Invest in some gardening tools
It may seem like a lot to fork out when you begin gardening, but having the right tools from the off definitely helps. If you’re looking for the absolute basics you should buy a trowel, a snipping tool (or even a good pair of scissors will do), bamboo and gardening string- for supporting the plants and a watering can. Some people also choose to purchase a gardening mat to lean on whilst working, but that’s entirely your preference. You’ll find me plonked in the dirt, grass or stones. If you have a garden, a hose will save you a lot of time when watering. For me once I am in a house of my own, my dream would be to get my hands on my own compost bin and also a water butt.

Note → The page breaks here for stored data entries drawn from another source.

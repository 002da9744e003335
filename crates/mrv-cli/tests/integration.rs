//! Integration tests for CLI commands.

use serde_json::json;
use std::path::Path;
use std::process::Command;
use tempfile::TempDir;

fn make_record(energy_kwh: f64) -> serde_json::Value {
    json!({
        "schema_version": "1.0",
        "mrv_id": "MRV-cli-test",
        "experiment": {
            "experiment_name": "cli-test",
            "model_name": "resnet18",
            "dataset_name": "cifar10"
        },
        "training": {
            "epochs": 2,
            "batch_size": 32,
            "framework": "PyTorch"
        },
        "hardware": {
            "gpu_type": "None",
            "num_gpus": 0,
            "cpu_type": "test-cpu",
            "ram_gb": 16,
            "gpu_memory_gb": 0.0
        },
        "energy_emissions": {
            "measurement_tool": "CodeCarbon",
            "energy_kwh": energy_kwh,
            "co2_kg": 0.0,
            "duration_seconds": 60
        },
        "timestamps": {
            "start_time": "2024-01-01T00:00:00Z",
            "end_time": "2024-01-01T00:01:00Z"
        }
    })
}

fn write_record(dir: &Path, name: &str, record: &serde_json::Value) -> String {
    let path = dir.join(name);
    std::fs::write(&path, serde_json::to_string_pretty(record).unwrap()).unwrap();
    path.to_string_lossy().to_string()
}

fn run_cli(args: &[&str]) -> (String, String, i32) {
    let output = Command::new(env!("CARGO_BIN_EXE_mrv"))
        .args(args)
        .output()
        .expect("Failed to execute CLI");

    let stdout = String::from_utf8(output.stdout).unwrap();
    let stderr = String::from_utf8(output.stderr).unwrap();
    (stdout, stderr, output.status.code().unwrap_or(-1))
}

#[test]
fn anchor_then_verify_is_valid() {
    let temp_dir = TempDir::new().unwrap();
    let ledger = temp_dir.path().join("ledger.mrvl");
    let ledger = ledger.to_str().unwrap();
    let record_path = write_record(temp_dir.path(), "record.json", &make_record(0.5));

    let (stdout, stderr, code) = run_cli(&["anchor", "--ledger", ledger, &record_path]);
    assert_eq!(code, 0, "anchor failed: {}", stderr);
    assert!(stdout.contains("Anchored MRV-cli-test"));

    let (stdout, _, code) = run_cli(&["verify", "--ledger", ledger, &record_path]);
    assert_eq!(code, 0);
    assert!(stdout.contains("VALID"));
}

#[test]
fn altered_record_is_reported_tampered() {
    let temp_dir = TempDir::new().unwrap();
    let ledger = temp_dir.path().join("ledger.mrvl");
    let ledger = ledger.to_str().unwrap();
    let record_path = write_record(temp_dir.path(), "record.json", &make_record(0.5));

    let (_, _, code) = run_cli(&["anchor", "--ledger", ledger, &record_path]);
    assert_eq!(code, 0);

    let altered_path = write_record(temp_dir.path(), "altered.json", &make_record(0.50001));
    let (stdout, _, code) = run_cli(&["verify", "--ledger", ledger, &altered_path]);
    assert_eq!(code, 1);
    assert!(stdout.contains("TAMPERED"));
}

#[test]
fn unanchored_id_is_reported_not_found() {
    let temp_dir = TempDir::new().unwrap();
    let ledger = temp_dir.path().join("ledger.mrvl");
    let ledger = ledger.to_str().unwrap();
    let record_path = write_record(temp_dir.path(), "record.json", &make_record(0.5));

    let (stdout, _, code) = run_cli(&[
        "verify",
        "--ledger",
        ledger,
        &record_path,
        "--id",
        "MRV-never-anchored",
        "--json",
    ]);
    assert_eq!(code, 2);
    assert!(stdout.contains("NOT_FOUND"));
}

#[test]
fn re_anchoring_the_same_record_is_a_no_op() {
    let temp_dir = TempDir::new().unwrap();
    let ledger = temp_dir.path().join("ledger.mrvl");
    let ledger = ledger.to_str().unwrap();
    let record_path = write_record(temp_dir.path(), "record.json", &make_record(0.5));

    let (_, _, code) = run_cli(&["anchor", "--ledger", ledger, &record_path]);
    assert_eq!(code, 0);

    let (stdout, _, code) = run_cli(&["anchor", "--ledger", ledger, &record_path]);
    assert_eq!(code, 0);
    assert!(stdout.contains("Already anchored"));
}

#[test]
fn get_and_exists_report_registry_state() {
    let temp_dir = TempDir::new().unwrap();
    let ledger = temp_dir.path().join("ledger.mrvl");
    let ledger = ledger.to_str().unwrap();
    let record_path = write_record(temp_dir.path(), "record.json", &make_record(0.5));

    let (stdout, _, code) = run_cli(&["exists", "--ledger", ledger, "MRV-cli-test"]);
    assert_eq!(code, 0);
    assert_eq!(stdout.trim(), "false");

    run_cli(&["anchor", "--ledger", ledger, &record_path]);

    let (stdout, _, code) = run_cli(&["exists", "--ledger", ledger, "MRV-cli-test"]);
    assert_eq!(code, 0);
    assert_eq!(stdout.trim(), "true");

    let (stdout, _, code) = run_cli(&["get", "--ledger", ledger, "MRV-cli-test", "--json"]);
    assert_eq!(code, 0);
    let entry: serde_json::Value = serde_json::from_str(&stdout).unwrap();
    assert_eq!(entry["id"], "MRV-cli-test");
    assert_eq!(entry["submitter"], "cli:local");

    let (_, stderr, code) = run_cli(&["get", "--ledger", ledger, "MRV-missing"]);
    assert_eq!(code, 2);
    assert!(stderr.contains("not found"));
}

#[test]
fn hash_agrees_with_the_anchored_digest() {
    let temp_dir = TempDir::new().unwrap();
    let ledger = temp_dir.path().join("ledger.mrvl");
    let ledger = ledger.to_str().unwrap();
    let record_path = write_record(temp_dir.path(), "record.json", &make_record(0.5));

    let (stdout, _, code) = run_cli(&["hash", &record_path]);
    assert_eq!(code, 0);
    let digest = stdout.trim().to_string();
    assert_eq!(digest.len(), 64);

    run_cli(&["anchor", "--ledger", ledger, &record_path]);
    let (stdout, _, _) = run_cli(&["get", "--ledger", ledger, "MRV-cli-test", "--json"]);
    let entry: serde_json::Value = serde_json::from_str(&stdout).unwrap();
    assert_eq!(entry["digest"]["hex"], digest.as_str());
}

#[test]
fn canonicalize_emits_sorted_compact_output() {
    let temp_dir = TempDir::new().unwrap();
    let path = temp_dir.path().join("input.json");
    std::fs::write(&path, r#"{"b": 1, "a": {"z": 0.0, "y": true}}"#).unwrap();

    let (stdout, _, code) = run_cli(&["canonicalize", path.to_str().unwrap()]);
    assert_eq!(code, 0);
    assert_eq!(stdout.trim(), r#"{"a":{"y":true,"z":0.0},"b":1}"#);
}

#[test]
fn list_shows_stored_records() {
    let temp_dir = TempDir::new().unwrap();
    let store_dir = temp_dir.path().join("records");
    std::fs::create_dir_all(&store_dir).unwrap();
    std::fs::write(
        store_dir.join("MRV-one.json"),
        serde_json::to_string_pretty(&make_record(0.5)).unwrap(),
    )
    .unwrap();

    let (stdout, _, code) = run_cli(&["list", store_dir.to_str().unwrap()]);
    assert_eq!(code, 0);
    assert_eq!(stdout.trim(), "MRV-one");
}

That way I can compost all my food household waste, which in turn can help my garden become healthier and more sustainable. Plus the water butt will ensure I reuse any rainwater and cuts down on my water usage. At the moment I collect rainwater in my watering cans and spare plant pots!
Plant Pots Don’t Need To Cost The Earth
Growing your own veg needn’t cost you heaps of money. And that includes the pots you choose to display your veg, fruits or herbs in. My garden contains a mixture of terracotta pots and wooden veg planters. The former, you’d think would cost a fortune. And you’re right. Terracotta pots seem to be the in thing at the moment and you’ll find companies charging a lot for them. I saved nearly twenty pots from the skip and it cost me a bottle of wine! But if you’re not lucky enough to stumble upon free gardening pots, try Facebook Marketplace, eBay, Schpock and Gumtree. You may find some cheap alternatives there. Garden centres also sell so many different types of pots, planters and hanging baskets, all for fairly reasonable prices too.When it comes to wooden veg planters, you have a few choices. Use one of the above methods to buy second hand. Invest in your own VegTrug or some smaller and cheaper alternatives. Or choose to upcycle or reuse any materials that you have. I managed to salvage three raised beds from my neighbours damaged veg patches. Or you could get inventive with what you use to grow your own. Tin cans, car tyres, even alcohol barrels, like Frances & Moe from @ourecofriendlylife.
Beware of Slugs
This year alone I’ve lost five out of my six cucumber plants (which I proudly grew from seed) to slugs. As well as a number of my cabbage and broccoli seedlings. From researching online I’ve discovered a number of methods to keep slugs at bay. These range from copper tape along the edges of my plant pots and slug pellets to slug traps and beer. I wasn’t keen to kill any of the slugs and didn’t want to spray my veg with any chemicals, so I took to removing any slugs I found with a trowel. Especially after wet weather.
Cover Your Veg
Growing your own is a learning experience and this is one tip that I wish I’d implemented sooner. My broccoli and cabbage plants have flourished and once I had removed the slugs, seemed to be out of harm’s way. How wrong was I? The caterpillars came next, so camouflaged I only noticed them once tiny little holes began to appear in the leaves. The final killer of the vegetables were the aphids and moths. Vast numbers of tiny grey eggs began to appear on the leaves and in the florets of my broccoli. These have since multiplied and entire leaves have been chewed to pieces. I’m attempting to save some of this year’s harvest, but next year I plan on getting some netting and mesh to keep them safe. So from one beginner to another, please do cover your veg!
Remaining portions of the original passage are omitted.